The court said the district court erred in 2016 when it did not issue an injunction against the 2015 ordinance, which has not gone into effect during the litigation over it.
The plaintiffs — the American Beverage Association, California Retailers Association, and California State Outdoor Advertising Association — “will likely succeed on the merits of their claim that the ordinance is an ‘unjustified or unduly burdensome disclosure requirement (that) might offend the First Amendment by chilling protected commercial speech,’” the court said in a unanimous decision of 11 of the court’s judges.
A three-judge panel had come to the same conclusion in September 2017; in January 2018 the court decided to rehear the case.
The ordinance requires the health warning take up at least 20 percent of the size of advertisements for sugar-sweetened beverages, such as those on the sides of buses, at stadiums, or on billboards.
But the court said “the record here shows that a smaller warning — half the size — would accomplish (the city and county’s) stated goals.”
If the city and county were looking for guidance from the court on how much space the warning could occupy, they didn’t get it.
“To be clear, we do not hold that a warning occupying 10 percent of product labels or advertisements necessarily is valid, nor do we hold that a warning occupying more than 10 percent of product labels or advertisements necessarily is invalid,” the court said. “Rather, we hold only that, on this record, (the city and county have) not carried (their) burden to demonstrate that the ordinance’s requirement is not ‘unjustified or unduly burdensome.’”
The court said it did not have to decide whether the warning “is factually accurate and noncontroversial.”
The warning says: “Drinking beverages with added sugar(s) contributes to obesity, diabetes, and tooth decay. This is a message from the City and County of San Francisco.”
The Center for Science in the Public Interest, which had filed a brief supporting the city and county, criticized the decision. In a statement, CSPI Policy Director Laura MacCleery said the group was “disappointed that consumers will not benefit from the sensible warnings proposed by San Francisco.”
“We hope that cities, counties, and state legislatures continue to enact a wide range of policies to combat soda-related disease,” MacCleery said. “Taxes on sugary drinks were shown in Berkeley, Philadelphia, and Mexico to reduce consumption of these beverages.”

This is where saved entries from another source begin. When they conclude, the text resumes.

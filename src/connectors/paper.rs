// src/connectors/paper.rs
use anyhow::Result;
use async_trait::async_trait;
use rust_decimal::Decimal;
use tracing::info;

use crate::connectors::traits::SessionClient;
use crate::types::{OrderType, Side};

/// Log-only session. Every call is acknowledged locally and written to the
/// log, so the engine can be exercised without a broker connection.
#[derive(Debug, Default)]
pub struct PaperSession;

#[async_trait]
impl SessionClient for PaperSession {
    async fn subscribe_realtime(&self, req_id: i64, symbol: &str) -> Result<()> {
        info!(req_id, symbol, "paper: subscribe realtime bars");
        Ok(())
    }

    async fn request_opening_price(&self, req_id: i64, symbol: &str) -> Result<()> {
        info!(req_id, symbol, "paper: request opening price");
        Ok(())
    }

    async fn submit_order(
        &self,
        order_id: i64,
        symbol: &str,
        side: Side,
        quantity: i64,
        order_type: OrderType,
        limit_price: Option<Decimal>,
    ) -> Result<()> {
        match limit_price {
            Some(price) => info!(
                order_id, symbol, %side, quantity, %order_type, %price,
                "paper: submit order"
            ),
            None => info!(
                order_id, symbol, %side, quantity, %order_type,
                "paper: submit order"
            ),
        }
        Ok(())
    }

    async fn cancel_order(&self, order_id: i64) -> Result<()> {
        info!(order_id, "paper: cancel order");
        Ok(())
    }

    async fn cancel_subscription(&self, req_id: i64) -> Result<()> {
        info!(req_id, "paper: cancel subscription");
        Ok(())
    }

    async fn cancel_all_orders(&self) -> Result<()> {
        info!("paper: cancel all orders");
        Ok(())
    }
}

"We're evaluating next steps," said John Cote, a spokesman for the city and county. The court, he said, "suggested 10 percent (of the ad size) would be sufficient" for the size of the warning.

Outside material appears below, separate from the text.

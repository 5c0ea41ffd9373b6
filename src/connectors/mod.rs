// src/connectors/mod.rs
pub mod paper;
pub mod traits;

The American Beverage Association said in a statement it was happy with the ruling, "which affirms there are more appropriate ways to help people manage their overall sugar consumption than through mandatory and misleading messages." Nearly half of the beverages sold by the industry "contain no calories and ... we’ve put clear calorie information on the front of every bottle, can and package we sell to encourage consumers to check calories before they buy," ABA said. The group said it would "welcome the City of San Francisco to work with us constructively" on helping people make informed decisions about their diets.